Secondo i dati diffusi dai mass media, la donna di 36 anni, alla ventitreesima settimana di gestazione, è stata colpita da un emorragia celebrale mentre si trovava in vacanza sulla riviera ligure ed è ora in coma irreversibile.

Per decidere come comportarsi, i medici si sono rivolti al comitato etico dell’ospedale. Al centro della discussione la questione se staccare o meno le macchine che tengono in stato di coma la mamma ed in vita il bambino custodito nel suo grembo.

Dopo quattro ore di discussione i sedici componenti del comitato etico, tra cui un sacerdote medico Luca Bucci, hanno deciso all’unanimità di affidare al marito della donna la decisione da prendere.

Il caso ha suscitato un intenso dibattito.
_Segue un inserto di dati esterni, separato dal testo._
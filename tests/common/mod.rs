// tests/common/mod.rs
#![allow(dead_code)]

use anyhow::{anyhow, Result};
use calendar_notifier::config::rules::{CategoryRules, TriggerRule};
use calendar_notifier::{AppConfig, Category, Notifier};
use chrono::{DateTime, TimeZone, Utc};
use chrono_tz::Tz;
use serde_json::{json, Value};
use std::collections::HashSet;
use std::sync::Mutex;

pub fn utc(y: i32, mo: u32, d: u32, h: u32, mi: u32, s: u32) -> DateTime<Utc> {
    Utc.with_ymd_and_hms(y, mo, d, h, mi, s).unwrap()
}

/// UTC display timezone, reminder at -30min with 120min tolerance.
pub fn test_config() -> AppConfig {
    AppConfig {
        timezone: Tz::UTC,
        rules: CategoryRules {
            reminder: TriggerRule::per_event(-30, 120),
            ..CategoryRules::default()
        },
        reference_link: "https://example.test/calendar".into(),
        ..AppConfig::default()
    }
}

pub fn feed_json(events: Value) -> String {
    json!({ "events": events }).to_string()
}

pub fn cpi_feed() -> String {
    feed_json(json!([
        { "title": "CPI Release", "impact": "High", "currency": "USD", "datetime": "2024-03-01T13:30:00Z" }
    ]))
}

/// Records deliveries; can be told to fail whole categories or the n-th call.
#[derive(Default)]
pub struct RecordingNotifier {
    pub sent: Mutex<Vec<(Category, String)>>,
    failing: Mutex<HashSet<Category>>,
    fail_on_call: Mutex<Option<usize>>,
    calls: Mutex<usize>,
}

impl RecordingNotifier {
    pub fn new() -> Self {
        Self::default()
    }

    pub fn failing(categories: &[Category]) -> Self {
        let n = Self::default();
        n.failing.lock().unwrap().extend(categories.iter().copied());
        n
    }

    /// Fail the n-th call (1-based) and succeed on all others.
    pub fn fail_on_call(n: usize) -> Self {
        let notifier = Self::default();
        *notifier.fail_on_call.lock().unwrap() = Some(n);
        notifier
    }

    pub fn heal(&self) {
        self.failing.lock().unwrap().clear();
        *self.fail_on_call.lock().unwrap() = None;
    }

    pub fn count(&self, category: Category) -> usize {
        self.sent
            .lock()
            .unwrap()
            .iter()
            .filter(|(c, _)| *c == category)
            .count()
    }

    pub fn messages(&self, category: Category) -> Vec<String> {
        self.sent
            .lock()
            .unwrap()
            .iter()
            .filter(|(c, _)| *c == category)
            .map(|(_, m)| m.clone())
            .collect()
    }
}

#[async_trait::async_trait]
impl Notifier for RecordingNotifier {
    async fn deliver(&self, message: &str, category: Category) -> Result<()> {
        let call = {
            let mut calls = self.calls.lock().unwrap();
            *calls += 1;
            *calls
        };
        if self.failing.lock().unwrap().contains(&category) {
            return Err(anyhow!("simulated outage for {category}"));
        }
        if *self.fail_on_call.lock().unwrap() == Some(call) {
            return Err(anyhow!("simulated failure on call {call}"));
        }
        self.sent
            .lock()
            .unwrap()
            .push((category, message.to_string()));
        Ok(())
    }
}
// src/ingest/types.rs
use chrono::DateTime;
use chrono_tz::Tz;
use serde::{Deserialize, Serialize};

use crate::error::FeedError;

#[derive(Debug, Clone, Copy, PartialEq, Eq, Hash, PartialOrd, Ord, Serialize, Deserialize)]
#[serde(rename_all = "UPPERCASE")]
pub enum Impact {
    Low,
    Medium,
    High,
    Unknown,
}

impl Impact {
    /// Case-insensitive; numeric importance levels 1..=3 are accepted too.
    pub fn parse(raw: &str) -> Self {
        match raw.trim().to_ascii_uppercase().as_str() {
            "HIGH" | "3" => Impact::High,
            "MEDIUM" | "2" => Impact::Medium,
            "LOW" | "1" => Impact::Low,
            _ => Impact::Unknown,
        }
    }

    pub fn as_str(&self) -> &'static str {
        match self {
            Impact::Low => "LOW",
            Impact::Medium => "MEDIUM",
            Impact::High => "HIGH",
            Impact::Unknown => "UNKNOWN",
        }
    }
}

impl std::fmt::Display for Impact {
    fn fmt(&self, f: &mut std::fmt::Formatter<'_>) -> std::fmt::Result {
        f.write_str(self.as_str())
    }
}

/// Canonical calendar event. `occurs_at` is already in the display timezone.
#[derive(Debug, Clone, PartialEq)]
pub struct Event {
    pub title: String,
    pub impact: Impact,
    pub occurs_at: DateTime<Tz>,
    pub currency: Option<String>,
    pub actual: Option<String>,
    pub forecast: Option<String>,
    pub previous: Option<String>,
}

#[async_trait::async_trait]
pub trait FeedSource: Send + Sync {
    async fn fetch(&self) -> Result<serde_json::Value, FeedError>;
    fn name(&self) -> &str;
}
Il Ministro della Salute Pubblica, Girolamo Sirchia, ha detto che è “giusto mantenere in vita questa donna e aiutare il piccolo a nascere”.

Il cardinale Tarcisio Bertone, Arcivescovo di Genova, ha invitato i medici dell’ospedale e i familiari della donna “a fare di tutto per salvare la vita del bambino, dal momento che non può essere salvata quella della mamma”.

In una intervista concessa al quotidiano della Conferenza Episcopale Italiana “Avvenire” (28 gennaio 2005), il porporato ha precisato: “Rispetto le decisioni della famiglia, ma la invito a prendere una decisione che vada a favore della vita”.

“Anche dal punto di vista medico le probabilità sono buone, ci sono già dei precedenti: se non si dovesse staccare la fatale spina potrebbe sbocciare una vita a cui non mancherà la solidarietà dei buoni”, ha così aggiunto.

Padre Gonzalo Miranda, Preside della facoltà di Bioetica dell’Ateneo Pontificio Regina Apostolorum (APRA), ha detto al “Corriere della Sera” (28 gennaio 2005) che se da una parte “è giusto cercare di salvare comunque una vita”, dall’altra “sarebbe ingiusto e condannabile il contrario”.

Padre Miranda ha raccontato che 4 anni fa è accaduto un caso simile in Spagna. Il piccolo è poi nato ed ora sta bene.

L’onorevole Carlo Casini, Presidente del Movimento per la Vita italiano e membro del Comitato Nazionale di Bioetica, interpellato da ZENIT ha dichiarato: “In situazioni come questa, gravate da dolore ed in cui non si conoscono esattamente i termini medici, è doveroso usare molta cautela e comunque manifestare ai familiari i sentimenti di più viva vicinanza”.

“In quanto giurista vorrei sapere prima di tutto se la giovane donna è effettivamente già morta e il suo apparato vegetativo (sistema cardio-polmonare) è tenuto in funzione artificialmente al fine di far proseguire la gravidanza oppure se la morte cerebrale completa, relativa cioè non soltanto alla corteccia cerebrale ma anche al tronco encefalico, non è ancora avvenuta”, ha osservato.

“Nel secondo caso la vita in gioco non sarebbe solo quella del figlio ma anche quella della madre anch’essa da tutelare”, ha quindi chiarito.

“Per quanto poi riguarda la vita del figlio, ricordo che la stessa legge sull’aborto all’art.7 vieta l’interruzione della gravidanza quando vi è una possibilità di vita autonoma del feto e dispone che in ogni caso, se l’aborto avviene egualmente e viene estratto un figlio vivo, bisogna fare tutto il possibile per garantirne la sopravvivenza”, ha spiegato ancora a ZENIT.

“Nel caso in esame non vi è certamente un aborto ma vi è un feto per il quale sembra già ora possibile la capacità di vita autonoma”, ha affermato il Presidente del Movimento per la Vita.

“Poiché si sono già verificati casi di sopravvivenza in gravidanze avanzate come quella del San Martino, in alcuni ospedali, i protocolli prevedono come limite estremo per eseguire l’Ivg (interruzione volontaria di gravidanza, ndr) la 22esima settimana, mentre sembra che il bambino in questione abbia già superato la 23esima”.

“Se anche nel caso di un aborto volontario la Legge richiede di fare tutto il possibile per salvare la vita del feto, ove vi sia anche una marginale possibilità di vita autonoma, a maggior ragione niente deve essere lasciato intentato nel caso in cui non si tratti di un aborto ma di una dolorosa malattia della madre che tuttavia consente al figlio di continuare a svilupparsi anche se sopravviene la morte di lei”.

“Tanto più la spina non deve essere staccata se la morte della madre non è sopraggiunta. Perciò è auspicabile che l’affetto dei familiari e la scienza dei medici possano salvare almeno la vita del piccolo. Il Movimento per la Vita assicura la propria operosa solidarietà e disponibilità”, ha quindi concluso l’onorevole Carlo Casini.